Coding and Signal Processing For Future Fibre-Optical Communications
Optical communications offers many advantages compared to its radio frequency counterpart. Optical carriers have a much higher carrier frequency, allowing for significantly higher information bandwidth. Currently, technological advance in optical communications is overwhelmingly driven by breakthroughs in physics and photonics. As photonics technologies mature, and data rates increase, higher-order nonlinear physical effects and dispersion in the medium cannot be ignored (especially for long-haul transmission). Advanced digital coding and signal processing techniques become increasingly relevant to address these channel impairments. The aim of this project is to answer the most basic information theoretic questions concerning data transmission over optical channels. The emphasis is on mathematical foundations informed by sufficiently accurate physical propagation models.
The project will
- Develop the information theoretic tools required for analysis of nonlinear optical channels
- Determine the fundamental limits imposed by physics on information transmission over fibre channels
- Develop new information theoretically optimal coding and modulation techniques for optical communications
Information theoretic security and privacy
Dr Siu-Wai Ho
Information theoretic security relies on no assumption on the computational power of the adversary. Since the seminal work by Shannon in 1949, a lot of important results have been developed. Recently, we have a breakthrough by showing a new fundamental relationship between key size and message size. A new concept about the consumption of a secret key has been developed.
This project explores other fundamental questions in this new direction. The results can be applied to security problems and also the protection of privacy when we use the Internet.
Refinement of fundamental tools in information theory
Dr Siu-Wai Ho
In information theory, many famous tools or results cannot be applied to countably infinite alphabets, e.g., strong typicality, fans inequality and one-time pad. It is important to consider countably infinite alphabets because this is the general case and this usually gives tighter bounds, faster convergent rates, etc. Recently, we have generalized the aforementioned tools to countably infinite alphabets.
This project aims to generalize more fundamental results in information theory. Students with good mathematical and analytical skills are preferred.

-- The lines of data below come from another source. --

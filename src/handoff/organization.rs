//! Organization resolution strategies
//!
//! The broker needs to know which company's identity provider a login belongs
//! to. How that is derived from user input is a policy decision, so it sits
//! behind [`OrganizationResolver`].

use super::OrganizationIdentifier;
use thiserror::Error;

/// Reasons user input could not be mapped to an organization
#[derive(Debug, Clone, PartialEq, Eq, Error)]
pub enum OrganizationError {
    #[error("organization identifier is empty")]
    Empty,
    #[error("input has no '@' separated domain")]
    MissingDomain,
    #[error("domain contains invalid characters")]
    InvalidDomain,
}

/// Maps raw user input to an [`OrganizationIdentifier`]
pub trait OrganizationResolver: Send + Sync {
    /// Resolve the organization for the given input
    ///
    /// # Errors
    ///
    /// Returns an error if the input contains no resolvable organization
    fn resolve(&self, user_input: &str) -> Result<OrganizationIdentifier, OrganizationError>;

    /// Name used in startup logs
    fn strategy_name(&self) -> &'static str;
}

/// Uses the email domain as the organization, e.g. `john.doe@example.com` -> `example.com`
#[derive(Debug, Clone, Copy, Default)]
pub struct EmailDomainResolver;

impl OrganizationResolver for EmailDomainResolver {
    fn resolve(&self, user_input: &str) -> Result<OrganizationIdentifier, OrganizationError> {
        let (_, domain) = user_input
            .trim()
            .split_once('@')
            .ok_or(OrganizationError::MissingDomain)?;

        if domain.is_empty() {
            return Err(OrganizationError::MissingDomain);
        }
        if domain.contains('@') || domain.chars().any(char::is_whitespace) {
            return Err(OrganizationError::InvalidDomain);
        }

        // Domains are case-insensitive; normalize so one organization has one id
        OrganizationIdentifier::new(domain.to_ascii_lowercase())
    }

    fn strategy_name(&self) -> &'static str {
        "email_domain"
    }
}

/// Sends every login to one configured organization
#[derive(Debug, Clone)]
pub struct FixedOrganizationResolver {
    organization: OrganizationIdentifier,
}

impl FixedOrganizationResolver {
    #[must_use]
    pub fn new(organization: OrganizationIdentifier) -> Self {
        Self { organization }
    }
}

impl OrganizationResolver for FixedOrganizationResolver {
    fn resolve(&self, _user_input: &str) -> Result<OrganizationIdentifier, OrganizationError> {
        Ok(self.organization.clone())
    }

    fn strategy_name(&self) -> &'static str {
        "fixed"
    }
}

Network information theory
Dr Roy C. Timo and Dr Badri Vellambi
Information theory (or Shannon Theory) is the mathematical study of information transmission, processing and utilisation. An overarching goal of this theory is to determine exactly how much information can be (or should be) transmitted in a telecommunications network. Information theorists formally referred to this goal as: "the characterisation of the admissible rate region of a network."
Over the past half century, information theory has been tremendously successful in characterizing admissible rates for point-to-point telecommunication networks involving one transmitter and one receiver. Unfortunately, the theory appears to be ill-equipped for telecommunication networks with multiple users. A unified theory to study the problems of multi-user information theory is yet to be realised. This project is devoted to the formalisation and characterisation of new notions of admissible rate regions of longstanding open multi-user network problems and the collective tools required to attain them.

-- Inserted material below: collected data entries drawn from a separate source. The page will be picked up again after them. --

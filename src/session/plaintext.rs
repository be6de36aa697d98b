//! Cleartext identity cookie
//!
//! The identity is written to the cookie as-is and trusted on the way back.
//! Anyone can forge it; use [`super::SignedCookieSession`] outside of demos.

use super::cookie::{create_expired_cookie, extract_cookie_value, CookieOptions, SESSION_COOKIE_NAME};
use super::{validate_cookie_value, SessionError, SessionStore};
use crate::handoff::RedeemedIdentity;
use actix_web::{cookie::Cookie, HttpRequest};

#[derive(Debug, Clone)]
pub struct PlaintextCookieSession {
    cookie_secure: bool,
}

impl PlaintextCookieSession {
    #[must_use]
    pub fn new(cookie_secure: bool) -> Self {
        Self { cookie_secure }
    }
}

impl SessionStore for PlaintextCookieSession {
    fn establish(&self, identity: &RedeemedIdentity) -> Result<Cookie<'static>, SessionError> {
        validate_cookie_value(&identity.email)?;
        Ok(CookieOptions {
            secure: self.cookie_secure,
            ..Default::default()
        }
        .build(SESSION_COOKIE_NAME, identity.email.clone()))
    }

    fn identity(&self, req: &HttpRequest) -> Option<String> {
        extract_cookie_value(req, SESSION_COOKIE_NAME)
    }

    fn destroy(&self) -> Cookie<'static> {
        create_expired_cookie(SESSION_COOKIE_NAME, self.cookie_secure)
    }

    fn store_name(&self) -> &'static str {
        "plaintext"
    }
}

Partial rate region characterisations: new frontiers of information theory
Dr Siu-Wai Ho, Dr Badri N. Vellambi, and Dr Roy C. Timo
Rate regions define the fundamental limits of applications in different areas, including data networks, wireless communications, and security systems. However, techniques of information theory are unable to completely characterise these regions for every application. Our aim is to develop methods for analysing rate regions that do not rely on complete characterisations. These methods will revolutionise our understanding of rate regions by bypassing the difficulties of existing techniques.
Outcomes will provide practically relevant properties of rate regions that will enable novel applications in communications systems.

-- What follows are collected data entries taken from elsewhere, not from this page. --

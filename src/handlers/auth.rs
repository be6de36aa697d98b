// Handoff initiation and sign-out handlers
use crate::handoff::HandoffController;
use crate::utils::response_builder::ResponseBuilder;
use actix_web::{web, HttpResponse, Result};
use log::debug;
use serde::Deserialize;

#[derive(Deserialize)]
pub struct SamlRedirectQuery {
    pub email: Option<String>,
}

/// Start a SAML login for the organization behind the submitted email
///
/// Redirects to the identity provider URL the broker returns. Bad input and
/// broker failures produce an error page and leave any session untouched.
///
/// # Errors
///
/// Never fails at the actix level; handoff errors become error pages
pub async fn saml_redirect(
    query: web::Query<SamlRedirectQuery>,
    controller: web::Data<HandoffController>,
) -> Result<HttpResponse> {
    let email = query.email.as_deref().unwrap_or_default();

    match controller.initiate_handoff(email).await {
        Ok(redirect) => {
            debug!("Handoff started for organization {}", redirect.organization);
            Ok(ResponseBuilder::redirect(redirect.location.as_str(), None))
        }
        Err(e) => Ok(ResponseBuilder::handoff_error(&e)),
    }
}

/// Clear the session cookie and return to the landing page
///
/// # Errors
///
/// Never fails; signing out without a session is a no-op redirect
pub async fn logout(controller: web::Data<HandoffController>) -> Result<HttpResponse> {
    let clear_cookie = controller.logout();
    Ok(ResponseBuilder::success_redirect_with_cookie("/", clear_cookie))
}
//! Login handoff controller
//!
//! Each operation is one self-contained unit of work with at most one broker
//! call. Nothing is written to the browser until the whole operation has
//! succeeded, so a failed broker call never leaves a partial redirect or a
//! half-established session behind.

use super::{
    HandoffError, HandoffEvent, HandoffState, OneTimeAccessCode, OrganizationIdentifier,
    OrganizationResolver, RedeemedIdentity,
};
use crate::broker::{BrokerClient, IdpRedirectUrl};
use crate::session::SessionStore;
use crate::utils::logging::LoggingHelper;
use actix_web::{cookie::Cookie, HttpRequest};
use std::sync::Arc;

/// Successful handoff initiation: where to send the browser
#[derive(Debug, Clone)]
pub struct HandoffRedirect {
    pub organization: OrganizationIdentifier,
    pub location: IdpRedirectUrl,
}

/// Successful callback: the verified identity and the cookie binding it
#[derive(Debug)]
pub struct EstablishedSession {
    pub identity: RedeemedIdentity,
    pub cookie: Cookie<'static>,
}

/// Drives the redirect-out / redirect-back cycle against an injected broker
#[derive(Clone)]
pub struct HandoffController {
    broker: Arc<dyn BrokerClient>,
    resolver: Arc<dyn OrganizationResolver>,
    sessions: Arc<dyn SessionStore>,
}

impl HandoffController {
    #[must_use]
    pub fn new(
        broker: Arc<dyn BrokerClient>,
        resolver: Arc<dyn OrganizationResolver>,
        sessions: Arc<dyn SessionStore>,
    ) -> Self {
        Self {
            broker,
            resolver,
            sessions,
        }
    }

    #[must_use]
    pub fn broker(&self) -> &dyn BrokerClient {
        self.broker.as_ref()
    }

    #[must_use]
    pub fn resolver(&self) -> &dyn OrganizationResolver {
        self.resolver.as_ref()
    }

    #[must_use]
    pub fn sessions(&self) -> &dyn SessionStore {
        self.sessions.as_ref()
    }

    /// Start a handoff for raw user input (e.g. an email address)
    ///
    /// # Errors
    ///
    /// Returns [`HandoffError::InvalidOrganizationInput`] if no organization can
    /// be derived from the input, and [`HandoffError::HandoffInitiationFailed`]
    /// if the broker call fails
    pub async fn initiate_handoff(&self, user_input: &str) -> Result<HandoffRedirect, HandoffError> {
        let organization = self.resolver.resolve(user_input).map_err(|e| {
            LoggingHelper::log_transition(HandoffState::Anonymous, HandoffEvent::Failure);
            HandoffError::from(e)
        })?;

        match self.broker.resolve_redirect_url(&organization).await {
            Ok(location) => {
                LoggingHelper::log_transition(HandoffState::Anonymous, HandoffEvent::RedirectResolved);
                LoggingHelper::log_handoff_initiated(&organization, &location);
                Ok(HandoffRedirect {
                    organization,
                    location,
                })
            }
            Err(e) => {
                LoggingHelper::log_transition(HandoffState::Anonymous, HandoffEvent::Failure);
                LoggingHelper::log_broker_failure("resolve redirect URL", &e);
                Err(HandoffError::HandoffInitiationFailed(e))
            }
        }
    }

    /// Finish a handoff from the callback's `saml_access_code` query value
    ///
    /// The code is redeemed exactly once. Replays are ordinary redemption
    /// failures reported by the broker.
    ///
    /// # Errors
    ///
    /// Returns [`HandoffError::MissingAccessCode`] for an absent or blank code,
    /// [`HandoffError::CodeRedemptionFailed`] if the broker refuses or cannot be
    /// reached, and [`HandoffError::Session`] if the session cookie cannot be built
    pub async fn complete_handoff(
        &self,
        access_code: Option<&str>,
    ) -> Result<EstablishedSession, HandoffError> {
        let code = OneTimeAccessCode::from_query(access_code).inspect_err(|_| {
            LoggingHelper::log_transition(HandoffState::AwaitingCallback, HandoffEvent::Failure);
        })?;

        let identity = match self.broker.redeem_access_code(code).await {
            Ok(identity) => identity,
            Err(e) => {
                LoggingHelper::log_transition(HandoffState::AwaitingCallback, HandoffEvent::Failure);
                LoggingHelper::log_broker_failure("redeem access code", &e);
                return Err(HandoffError::CodeRedemptionFailed(e));
            }
        };

        let cookie = self.sessions.establish(&identity).map_err(|e| {
            LoggingHelper::log_transition(HandoffState::AwaitingCallback, HandoffEvent::Failure);
            log::error!("Failed to build session cookie: {e}");
            HandoffError::from(e)
        })?;

        LoggingHelper::log_transition(HandoffState::AwaitingCallback, HandoffEvent::CodeRedeemed);
        LoggingHelper::log_session_created(&identity);
        Ok(EstablishedSession { identity, cookie })
    }

    /// Cookie that ends the session; safe to send for anonymous browsers too
    #[must_use]
    pub fn logout(&self) -> Cookie<'static> {
        LoggingHelper::log_transition(HandoffState::Authenticated, HandoffEvent::Logout);
        self.sessions.destroy()
    }

    /// Identity carried by the request's session, if any
    #[must_use]
    pub fn current_identity(&self, req: &HttpRequest) -> Option<String> {
        self.sessions.identity(req)
    }
}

Information theoretic security for networks
Dr Terence Chan and Professor Alex Grant
Network coding opens the door to many interesting possibilities for information security. The use of multiple transmission paths may increase robustness to denial of service or jamming attacks. It can also provide security against eavesdroppers.
Explores some of the security implications and advantages of network coding.
Network coding for multimedia multicast
Dr Terence Chan, Dr Roy C. Timo and Dr Badri N. Vellambi
Network coding is a recent breakthrough in telecommunications network research. Some attractive features of network coding include the efficient use of network resources, higher data throughput rates and increased robustness against network errors. Network coding is particularly effective in multicast scenarios, where many users require the same data from a single source. For example, consider streaming multimedia data over the internet from a single source to multiple users.
Investigate the application of network coding principles to the transmission of multimedia data in telecommunication networks. Of particular interest are situations where users require multimedia data at different fidelity/resolution levels. For example, some users may require high-quality video for high-resolution displays, while other users will require low-fidelity video for small mobile devices. The main purpose is to devise schemes for efficiently transporting multimedia data from a single source to many users with different fidelity requirements.
Wireless network coding
Dr Terence Chan, Professor Alex Grant
Network coding is a recent breakthrough, which uses coding rather than routing at the network layer for data transport. It has many advantages, including higher throughput, lower delay, and increased robustness This project investigates the application of network coding to ad-hoc wireless communications networks. The goal is to use network coding, rather than complex ad-hoc routing protocols. It has already been realized by several researchers that the wireless channel itself can act as a kind of "free" network coding device.